CBE Doctoral Dissertation Defense: “Engineering Biomolecular Condensates: Insights Into Catalytic Activities and Structural Design” (Muyang Guan)

Abstract:

Eukaryotic cells orchestrate cellular processes through spatiotemporal organization achieved by compartmentalization. Biomolecular condensates, formed via liquid-liquid phase separation (LLPS), serve as vital hubs for enzymatic reactions and mediate cellular functions.

To investigate catalytic activities within biomolecular condensates, a light-emitting enzyme (NanoLuc) was incorporated into LAF-1 RGG model condensates. Incorporation into condensates led to a significantly enhanced enzymatic reaction rate for the two-phase system compared to the single-phase reaction. The reaction exhibited diffusion-limited behavior in the condensed phase, with light output affected by condensate viscosity. Given the low viscosity of our model condensates, this diffusion-limited behavior is anticipated in most condensates, suggesting the potential use of a condensate-NanoLuc system for identifying drug molecules that modulate condensate viscosity. In addition, complementation of enzyme fragments inside condensates and recruitment of cargo proteins at condensate surface was demonstrated.
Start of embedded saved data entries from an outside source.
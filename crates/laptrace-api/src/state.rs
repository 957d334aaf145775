//! Application state for the laptrace API

use std::sync::Arc;
use std::time::Duration;

/// Settings the API layer needs from the host
#[derive(Debug, Clone)]
pub struct ApiConfig {
    /// Rows included in the `head` preview of responses
    pub preview_rows: usize,
    /// Browser origins allowed by the CORS layer
    pub allowed_origins: Vec<String>,
    /// Request body size limit for uploads
    pub max_upload_bytes: usize,
    /// Per-request timeout
    pub request_timeout: Duration,
}

impl Default for ApiConfig {
    fn default() -> Self {
        Self {
            preview_rows: 50,
            allowed_origins: vec!["http://localhost:3000".to_string()],
            max_upload_bytes: 10 * 1024 * 1024,
            request_timeout: Duration::from_secs(30),
        }
    }
}

/// Application state shared across all handlers.
///
/// Read-only after startup; requests share nothing mutable.
#[derive(Clone)]
pub struct AppState {
    config: Arc<ApiConfig>,
}

impl AppState {
    /// Create a new AppState with the given settings
    pub fn new(config: ApiConfig) -> Self {
        Self {
            config: Arc::new(config),
        }
    }

    /// The API settings
    pub fn config(&self) -> &ApiConfig {
        &self.config
    }

    /// Rows included in response previews
    pub fn preview_rows(&self) -> usize {
        self.config.preview_rows
    }
}

impl Default for AppState {
    fn default() -> Self {
        Self::new(ApiConfig::default())
    }
}
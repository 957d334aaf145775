//! laptraced - laptrace Server Daemon
//!
//! HTTP backend for the laptrace frontend: CSV telemetry upload and
//! synthetic lap generation.
//!
//! Usage:
//!   laptraced [OPTIONS] [config.toml]
//!
//! If no config file is provided, built-in defaults are used (port 8000,
//! localhost frontend origin).

use std::net::SocketAddr;

use anyhow::Result;
use clap::Parser;
use laptrace_api::{create_router, AppState};
use tracing_subscriber::{layer::SubscriberExt, util::SubscriberInitExt};

mod config;

use config::ServerConfig;

#[derive(Parser, Debug)]
#[command(name = "laptraced")]
#[command(about = "Telemetry demo backend for the laptrace frontend")]
struct Args {
    /// Configuration file path (TOML format)
    config: Option<String>,

    /// Override the listen port from the config
    #[arg(short, long)]
    port: Option<u16>,

    /// Enable verbose output
    #[arg(short, long)]
    verbose: bool,
}

#[tokio::main]
async fn main() -> Result<()> {
    let args = Args::parse();

    let default_filter = if args.verbose {
        "laptraced=debug,laptrace_api=debug,laptrace_core=debug,tower_http=debug"
    } else {
        "laptraced=info,laptrace_api=info,laptrace_core=info"
    };

    tracing_subscriber::registry()
        .with(
            tracing_subscriber::EnvFilter::try_from_default_env()
                .unwrap_or_else(|_| default_filter.into()),
        )
        .with(tracing_subscriber::fmt::layer())
        .init();

    tracing::info!("Starting laptraced");

    let mut config = match &args.config {
        Some(path) => {
            tracing::info!("Loading config from: {}", path);
            ServerConfig::load(path)?
        }
        None => {
            tracing::info!("No config file provided, using defaults");
            ServerConfig::default()
        }
    };

    if let Some(port) = args.port {
        config.port = port;
    }

    let state = AppState::new(config.api_config());
    let app = create_router(state);

    let addr = SocketAddr::from(([0, 0, 0, 0], config.port));
    tracing::info!("Listening on http://{}", addr);

    let listener = tokio::net::TcpListener::bind(addr).await?;
    axum::serve(listener, app)
        .with_graceful_shutdown(shutdown_signal())
        .await?;

    tracing::info!("laptraced stopped");
    Ok(())
}

async fn shutdown_signal() {
    match tokio::signal::ctrl_c().await {
        Ok(()) => tracing::info!("Shutdown signal received"),
        Err(err) => tracing::error!(%err, "Failed to listen for shutdown signal"),
    }
}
To study the miscibility between different condensed phases, a second model condensate from the low complexity (LC) domain of human protein FUS was constructed. At physiological salt concentration, FUS LC and RGG condensates formed discrete condensed phases that are immiscible. The two condensates partially wet each other, indicating similar surface tensions. At high salt concentrations, the two phases formed a core-shell structure, suggesting the effect of charge interactions on interfacial tension. Additionally, viscoelasticity affected miscibility between two condensed phases. Further, dynamically driven substructures were observed as the system underwent out-of-equilibrium transition. This aspect can be harnessed to produce multiphasic condensates by kinetically trapping FUS LC inside RGG condensates. To systematically coordinate the interaction between the two phases, a designer “surfactant” protein was developed, reducing the FUS LC – RGG interfacial tension and enabling the integration of complex assemblies of two phases. These strategies demonstrated the ability to generate novel structures by bridging two phases that do not normally integrate, showcasing the potential for controlling condensate architecture.

In summary, this work provides valuable insights into the principles and strategies for modulating biomolecular condensate functions and structures, laying a foundation for further exploration and potential therapeutic applications.